-- Source material follows --

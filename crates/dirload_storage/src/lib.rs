//! # dirload storage
//!
//! Scratch byte stores for the dirload bulk-load engine.
//!
//! Phase one of an import spills sorted index records into scratch files and
//! phase two reads them back in large sequential windows. This crate provides
//! the byte-level backends for those files. Backends are **opaque byte
//! stores**: they never interpret the records they hold.
//!
//! ## Design Principles
//!
//! - Backends are append-only while written and random-read afterwards
//! - No knowledge of the scratch record layout or offset index format
//! - Must be `Send + Sync` so several merge cursors can share one file
//! - A backend can be discarded, which releases and deletes its storage
//!
//! ## Available Backends
//!
//! - [`InMemoryBackend`] - For tests and small imports
//! - [`FileBackend`] - Buffered file storage for real scratch directories
//!
//! ## Example
//!
//! ```rust
//! use dirload_storage::{ScratchBackend, InMemoryBackend};
//!
//! let mut backend = InMemoryBackend::new();
//! let offset = backend.append(b"hello world").unwrap();
//! let mut window = [0u8; 5];
//! let read = backend.read_into(offset + 6, &mut window).unwrap();
//! assert_eq!(&window[..read], b"world");
//! ```

#![deny(unsafe_code)]
#![warn(missing_docs)]

mod backend;
mod error;
mod file;
mod memory;

pub use backend::ScratchBackend;
pub use error::{StorageError, StorageResult};
pub use file::{FileBackend, DEFAULT_WRITE_BUFFER_SIZE};
pub use memory::InMemoryBackend;
//! Temporary cache of the DNs seen by phase one.
//!
//! DN validation needs to answer "was this DN already imported" and "has the
//! parent been imported" for millions of entries. The cache keeps only an
//! FNV-1a hash of each normalised DN in memory; the DN bytes themselves go
//! to a scratch log as `[varint len][bytes]` records. A hash bucket lists the
//! log offsets of every DN with that hash, so collisions are resolved by
//! reading the candidates back.

use crate::dn::Dn;
use crate::error::{CoreError, CoreResult};
use crate::packed::{read_packed, write_packed, MAX_PACKED_LEN};
use dirload_storage::ScratchBackend;
use parking_lot::Mutex;
use std::collections::HashMap;

const FNV_OFFSET_BASIS: u64 = 0xcbf2_9ce4_8422_2325;
const FNV_PRIME: u64 = 0x0100_0000_01b3;

/// FNV-1a over `bytes`.
#[must_use]
pub fn fnv1a(bytes: &[u8]) -> u64 {
    bytes.iter().fold(FNV_OFFSET_BASIS, |hash, &byte| {
        (hash ^ u64::from(byte)).wrapping_mul(FNV_PRIME)
    })
}

/// Hashed DN set backed by a scratch log.
pub(crate) struct DnCache {
    inner: Mutex<DnCacheInner>,
    hasher: fn(&[u8]) -> u64,
}

struct DnCacheInner {
    log: Box<dyn ScratchBackend>,
    buckets: HashMap<u64, Vec<u64>>,
}

impl DnCache {
    pub(crate) fn new(log: Box<dyn ScratchBackend>) -> Self {
        Self::with_hasher(log, fnv1a)
    }

    fn with_hasher(log: Box<dyn ScratchBackend>, hasher: fn(&[u8]) -> u64) -> Self {
        Self {
            inner: Mutex::new(DnCacheInner {
                log,
                buckets: HashMap::new(),
            }),
            hasher,
        }
    }

    /// Adds `dn`. Returns false if it was already present.
    pub(crate) fn insert(&self, dn: &Dn) -> CoreResult<bool> {
        let normalized = dn.normalized();
        let bytes = normalized.as_bytes();
        let hash = (self.hasher)(bytes);

        let mut inner = self.inner.lock();
        if inner.bucket_contains(hash, bytes)? {
            return Ok(false);
        }
        let mut record = Vec::with_capacity(bytes.len() + MAX_PACKED_LEN);
        write_packed(&mut record, bytes.len() as u64);
        record.extend_from_slice(bytes);
        let offset = inner.log.append(&record)?;
        inner.buckets.entry(hash).or_default().push(offset);
        Ok(true)
    }

    /// Returns true if `dn` was inserted before.
    pub(crate) fn contains(&self, dn: &Dn) -> CoreResult<bool> {
        let normalized = dn.normalized();
        let bytes = normalized.as_bytes();
        let hash = (self.hasher)(bytes);
        self.inner.lock().bucket_contains(hash, bytes)
    }

    /// Drops the log.
    pub(crate) fn shutdown(&self) -> CoreResult<()> {
        let mut inner = self.inner.lock();
        inner.buckets.clear();
        inner.log.discard()?;
        Ok(())
    }
}

impl DnCacheInner {
    fn bucket_contains(&self, hash: u64, bytes: &[u8]) -> CoreResult<bool> {
        let Some(offsets) = self.buckets.get(&hash) else {
            return Ok(false);
        };
        for &offset in offsets {
            if self.read_dn(offset)? == bytes {
                return Ok(true);
            }
        }
        Ok(false)
    }

    fn read_dn(&self, offset: u64) -> CoreResult<Vec<u8>> {
        let mut header = [0u8; MAX_PACKED_LEN];
        let read = self.log.read_into(offset, &mut header)?;
        let (len, consumed) = read_packed(&header[..read])?
            .ok_or_else(|| CoreError::scratch_corruption("truncated DN cache record"))?;
        let len = usize::try_from(len)
            .map_err(|_| CoreError::scratch_corruption("DN cache record too long"))?;
        Ok(self.log.read_at(offset + consumed as u64, len)?)
    }
}

#[cfg(test)]
mod tests {
    use super::*;
    use dirload_storage::InMemoryBackend;

    fn dn(text: &str) -> Dn {
        Dn::parse(text).unwrap()
    }

    #[test]
    fn fnv1a_reference_values() {
        assert_eq!(fnv1a(b""), 0xcbf2_9ce4_8422_2325);
        assert_eq!(fnv1a(b"a"), 0xaf63_dc4c_8601_ec8c);
    }

    #[test]
    fn insert_detects_duplicates_by_normalized_dn() {
        let cache = DnCache::new(Box::new(InMemoryBackend::new()));
        assert!(cache.insert(&dn("cn=Bob,dc=example,dc=com")).unwrap());
        assert!(!cache.insert(&dn("CN=bob, DC=Example,dc=com")).unwrap());
        assert!(cache.contains(&dn("cn=bob,dc=example,dc=com")).unwrap());
        assert!(!cache.contains(&dn("cn=alice,dc=example,dc=com")).unwrap());
    }

    #[test]
    fn colliding_hashes_are_resolved() {
        let cache = DnCache::with_hasher(Box::new(InMemoryBackend::new()), |_| 42);
        assert!(cache.insert(&dn("cn=a,dc=com")).unwrap());
        assert!(cache.insert(&dn("cn=b,dc=com")).unwrap());
        assert!(!cache.insert(&dn("cn=a,dc=com")).unwrap());
        assert!(cache.contains(&dn("cn=b,dc=com")).unwrap());
        assert!(!cache.contains(&dn("cn=c,dc=com")).unwrap());
        assert_eq!(cache.inner.lock().buckets[&42].len(), 2);
    }

    #[test]
    fn shutdown_discards_the_log() {
        let cache = DnCache::new(Box::new(InMemoryBackend::new()));
        cache.insert(&dn("dc=com")).unwrap();
        cache.shutdown().unwrap();
        assert!(cache.contains(&dn("dc=com")).is_ok_and(|found| !found));
    }
}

-- Source material concluded --

**Problem description:**
Quote every line of the data, word for word.

**Answer section:**
filename crates/dirload_storage/src/lib.rs
//! # dirload storage
//!
//! Scratch byte stores for the dirload bulk-load engine.
//!
//! Phase one of an import spills sorted index records into scratch files and
//! phase two reads them back in large sequential windows. This crate provides
//! the byte-level backends for those files. Backends are **opaque byte
//! stores**: they never interpret the records they hold.
//!
//! ## Design Principles
//!
//! - Backends are append-only while written and random-read afterwards
//! - No knowledge of the scratch record layout or offset index format
//! - Must be `Send + Sync` so several merge cursors can share one file
//! - A backend can be discarded, which releases and deletes its storage
//!
//! ## Available Backends
//!
//! - [`InMemoryBackend`] - For tests and small imports
//! - [`FileBackend`] - Buffered file storage for real scratch directories
//!
//! ## Example
//!
//! ```rust
//! use dirload_storage::{ScratchBackend, InMemoryBackend};
//!
//! let mut backend = InMemoryBackend::new();
//! let offset = backend.append(b"hello world").unwrap();
//! let mut window = [0u8; 5];
//! let read = backend.read_into(offset + 6, &mut window).unwrap();
//! assert_eq!(&window[..read], b"world");
//! ```

#![deny(unsafe_code)]
#![warn(missing_docs)]

mod backend;
mod error;
mod file;
mod memory;

pub use backend::ScratchBackend;
pub use error::{StorageError, StorageResult};
pub use file::{FileBackend, DEFAULT_WRITE_BUFFER_SIZE};
pub use memory::InMemoryBackend;
//! Temporary cache of the DNs seen by phase one.
//!
//! DN validation needs to answer "was this DN already imported" and "has the
//! parent been imported" for millions of entries. The cache keeps only an
//! FNV-1a hash of each normalised DN in memory; the DN bytes themselves go
//! to a scratch log as `[varint len][bytes]` records. A hash bucket lists the
//! log offsets of every DN with that hash, so collisions are resolved by
//! reading the candidates back.

use crate::dn::Dn;
use crate::error::{CoreError, CoreResult};
use crate::packed::{read_packed, write_packed, MAX_PACKED_LEN};
use dirload_storage::ScratchBackend;
use parking_lot::Mutex;
use std::collections::HashMap;

const FNV_OFFSET_BASIS: u64 = 0xcbf2_9ce4_8422_2325;
const FNV_PRIME: u64 = 0x0100_0000_01b3;

/// FNV-1a over `bytes`.
#[must_use]
pub fn fnv1a(bytes: &[u8]) -> u64 {
    bytes.iter().fold(FNV_OFFSET_BASIS, |hash, &byte| {
        (hash ^ u64::from(byte)).wrapping_mul(FNV_PRIME)
    })
}

/// Hashed DN set backed by a scratch log.
pub(crate) struct DnCache {
    inner: Mutex<DnCacheInner>,
    hasher: fn(&[u8]) -> u64,
}

struct DnCacheInner {
    log: Box<dyn ScratchBackend>,
    buckets: HashMap<u64, Vec<u64>>,
}

impl DnCache {
    pub(crate) fn new(log: Box<dyn ScratchBackend>) -> Self {
        Self::with_hasher(log, fnv1a)
    }

    fn with_hasher(log: Box<dyn ScratchBackend>, hasher: fn(&[u8]) -> u64) -> Self {
        Self {
            inner: Mutex::new(DnCacheInner {
                log,
                buckets: HashMap::new(),
            }),
            hasher,
        }
    }

    /// Adds `dn`. Returns false if it was already present.
    pub(crate) fn insert(&self, dn: &Dn) -> CoreResult<bool> {
        let normalized = dn.normalized();
        let bytes = normalized.as_bytes();
        let hash = (self.hasher)(bytes);

        let mut inner = self.inner.lock();
        if inner.bucket_contains(hash, bytes)? {
            return Ok(false);
        }
        let mut record = Vec::with_capacity(bytes.len() + MAX_PACKED_LEN);
        write_packed(&mut record, bytes.len() as u64);
        record.extend_from_slice(bytes);
        let offset = inner.log.append(&record)?;
        inner.buckets.entry(hash).or_default().push(offset);
        Ok(true)
    }

    /// Returns true if `dn` was inserted before.
    pub(crate) fn contains(&self, dn: &Dn) -> CoreResult<bool> {
        let normalized = dn.normalized();
        let bytes = normalized.as_bytes();
        let hash = (self.hasher)(bytes);
        self.inner.lock().bucket_contains(hash, bytes)
    }

    /// Drops the log.
    pub(crate) fn shutdown(&self) -> CoreResult<()> {
        let mut inner = self.inner.lock();
        inner.buckets.clear();
        inner.log.discard()?;
        Ok(())
    }
}

impl DnCacheInner {
    fn bucket_contains(&self, hash: u64, bytes: &[u8]) -> CoreResult<bool> {
        let Some(offsets) = self.buckets.get(&hash) else {
            return Ok(false);
        };
        for &offset in offsets {
            if self.read_dn(offset)? == bytes {
                return Ok(true);
            }
        }
        Ok(false)
    }

    fn read_dn(&self, offset: u64) -> CoreResult<Vec<u8>> {
        let mut header = [0u8; MAX_PACKED_LEN];
        let read = self.log.read_into(offset, &mut header)?;
        let (len, consumed) = read_packed(&header[..read])?
            .ok_or_else(|| CoreError::scratch_corruption("truncated DN cache record"))?;
        let len = usize::try_from(len)
            .map_err(|_| CoreError::scratch_corruption("DN cache record too long"))?;
        Ok(self.log.read_at(offset + consumed as u64, len)?)
    }
}

#[cfg(test)]
mod tests {
    use super::*;
    use dirload_storage::InMemoryBackend;

    fn dn(text: &str) -> Dn {
        Dn::parse(text).unwrap()
    }

    #[test]
    fn fnv1a_reference_values() {
        assert_eq!(fnv1a(b""), 0xcbf2_9ce4_8422_2325);
        assert_eq!(fnv1a(b"a"), 0xaf63_dc4c_8601_ec8c);
    }

    #[test]
    fn insert_detects_duplicates_by_normalized_dn() {
        let cache = DnCache::new(Box::new(InMemoryBackend::new()));
        assert!(cache.insert(&dn("cn=Bob,dc=example,dc=com")).unwrap());
        assert!(!cache.insert(&dn("CN=bob, DC=Example,dc=com")).unwrap());
        assert!(cache.contains(&dn("cn=bob,dc=example,dc=com")).unwrap());
        assert!(!cache.contains(&dn("cn=alice,dc=example,dc=com")).unwrap());
    }

    #[test]
    fn colliding_hashes_are_resolved() {
        let cache = DnCache::with_hasher(Box::new(InMemoryBackend::new()), |_| 42);
        assert!(cache.insert(&dn("cn=a,dc=com")).unwrap());
        assert!(cache.insert(&dn("cn=b,dc=com")).unwrap());
        assert!(!cache.insert(&dn("cn=a,dc=com")).unwrap());
        assert!(cache.contains(&dn("cn=b,dc=com")).unwrap());
        assert!(!cache.contains(&dn("cn=c,dc=com")).unwrap());
        assert_eq!(cache.inner.lock().buckets[&42].len(), 2);
    }

    #[test]
    fn shutdown_discards_the_log() {
        let cache = DnCache::new(Box::new(InMemoryBackend::new()));
        cache.insert(&dn("dc=com")).unwrap();
        cache.shutdown().unwrap();
        assert!(cache.contains(&dn("dc=com")).is_ok_and(|found| !found));
    }
}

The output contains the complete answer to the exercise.